On Fri, Aug 24 2018, Jeff King wrote:

> On Thu, Aug 23, 2018 at 04:59:27PM -0400, Derrick Stolee wrote:
>
>> Using git/git:
>>
>> Test v2.18.0 v2.19.0-rc0 HEAD
>> -------------------------------------------------------------------------
>> 0001.2: 3.10(3.02+0.08) 3.27(3.17+0.09) +5.5% 3.14(3.02+0.11) +1.3%
>>
>>
>> Using torvalds/linux:
>>
>> Test v2.18.0 v2.19.0-rc0 HEAD
>> ------------------------------------------------------------------------------
>> 0001.2: 56.08(45.91+1.50) 56.60(46.62+1.50) +0.9% 54.61(45.47+1.46) -2.6%
>
> Interesting that these timings aren't as dramatic as the ones you got
> the other day (mine seemed to shift, too; for whatever reason it seems
> like under load the difference is larger).
>
>> Now here is where I get on my soapbox (and create a TODO for myself later).
>> I ran the above with GIT_PERF_REPEAT_COUNT=10, which intuitively suggests
>> that the results should be _more_ accurate than the default of 3. However, I
>> then remember that we only report the *minimum* time from all the runs,
>> which is likely to select an outlier from the distribution. To test this, I
>> ran a few tests manually and found the variation between runs to be larger
>> than 3%.
>
> Yes, I agree it's not a great system. The whole "best of 3" thing is
> OK for throwing out cold-cache warmups, but it's really bad for teasing
> out the significance of small changes, or even understanding how much
> run-to-run noise there is.
>
>> When I choose my own metrics for performance tests, I like to run at least
>> 10 runs, remove the largest AND smallest runs from the samples, and then
>> take the average. I did this manually for 'git rev-list --all --objects' on
>> git/git and got the following results:
>
> I agree that technique is better. I wonder if there's something even
> more statistically rigorous we could do. E.g., to compute the variance
> and throw away outliers based on standard deviations. And also to report
> the variance to give a sense of the significance of any changes.
>
> Obviously more runs gives greater confidence in the results, but 10
> sounds like a lot. Many of these tests take minutes to run. Letting it
> go overnight is OK if you're doing a once-per-release mega-run, but it's
> pretty painful if you just want to generate some numbers to show off
> your commit.

An ex-coworker who's a *lot* smarter about these things than I am wrote
this module: https://metacpan.org/pod/Dumbbench

I while ago I dabbled briefly with integrating it into t/perf/ but got
distracted by something else:

    The module currently works similar to [more traditional iterative
    benchmark modules], except (in layman terms) it will run the command
    many times, estimate the uncertainty of the result and keep
    iterating until a certain user-defined precision has been
    reached. Then, it calculates the resulting uncertainty and goes
    through some pain to discard bad runs and subtract overhead from the
    timings. The reported timing includes an uncertainty, so that
    multiple benchmarks can more easily be compared.

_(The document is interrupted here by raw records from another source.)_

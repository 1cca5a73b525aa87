// src/normalize.rs
//! Title normalization for duplicate detection.
//!
//! Headlines carry outlet branding (`[연합뉴스]`, `(종합)`) and punctuation that
//! inflate similarity between unrelated stories and deflate it between
//! identical ones. Comparison always runs on the normalized form.

use once_cell::sync::OnceCell;
use regex::Regex;

/// Strip bracketed outlet tags and punctuation from a headline.
///
/// Keeps Hangul, Latin alphanumerics and whitespace; everything else goes.
/// Idempotent: normalizing an already-normalized title is a no-op.
pub fn normalize_title(title: &str) -> String {
    static RE_BRACKETS: OnceCell<Regex> = OnceCell::new();
    let re_brackets = RE_BRACKETS.get_or_init(|| Regex::new(r"\[[^\]]*\]|\([^)]*\)").unwrap());
    let out = re_brackets.replace_all(title, "");

    static RE_PUNCT: OnceCell<Regex> = OnceCell::new();
    let re_punct = RE_PUNCT.get_or_init(|| Regex::new(r"[^가-힣a-zA-Z0-9\s]").unwrap());
    let out = re_punct.replace_all(&out, "");

    out.trim().to_string()
}

/// Normalized title with every configured keyword removed.
///
/// The search keyword appears in nearly every hit for that keyword, so leaving
/// it in would make unrelated stories look similar to each other.
pub fn comparison_key(title: &str, keywords: &[String]) -> String {
    let mut key = normalize_title(title);
    for kw in keywords {
        if !kw.is_empty() {
            key = key.replace(kw.as_str(), "");
        }
    }
    key.trim().to_string()
}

Details of how it works here:
https://metacpan.org/pod/Dumbbench#HOW-IT-WORKS-AND-WHY-IT-DOESN'T

Something like that seems to me to be an inherently better
approach. I.e. we have lots of test cases that take 500ms, and some that
take maybe 5 minutes (depending on the size of the repository).

Indiscriminately repeating all of those for GIT_PERF_REPEAT_COUNT must
be dumber than something like the above method.

We could also speed up the runtime of the perf tests a lot with such a
method, by e.g. saying that we're OK with less certainty on tests that
take a longer time than those that take a shorter time.


>> v2.18.0 v2.19.0-rc0 HEAD
>> --------------------------------
>> 3.126 s 3.308 s 3.170 s
>
> So that's 5% worsening in 2.19, and we reclaim all but 1.4% of it. Those
> numbers match what I expect (and what I was seeing in some of my earlier
> timings).
>
>> I just kicked off a script that will run this test on the Linux repo while I
>> drive home. I'll be able to report a similar table of data easily.
>
> Thanks, I'd expect it to come up with similar percentages. So we'll see
> if that holds true. :)
>
>> My TODO is to consider aggregating the data this way (or with a median)
>> instead of reporting the minimum.
>
> Yes, I think that would be a great improvement for t/perf.
>
> -Peff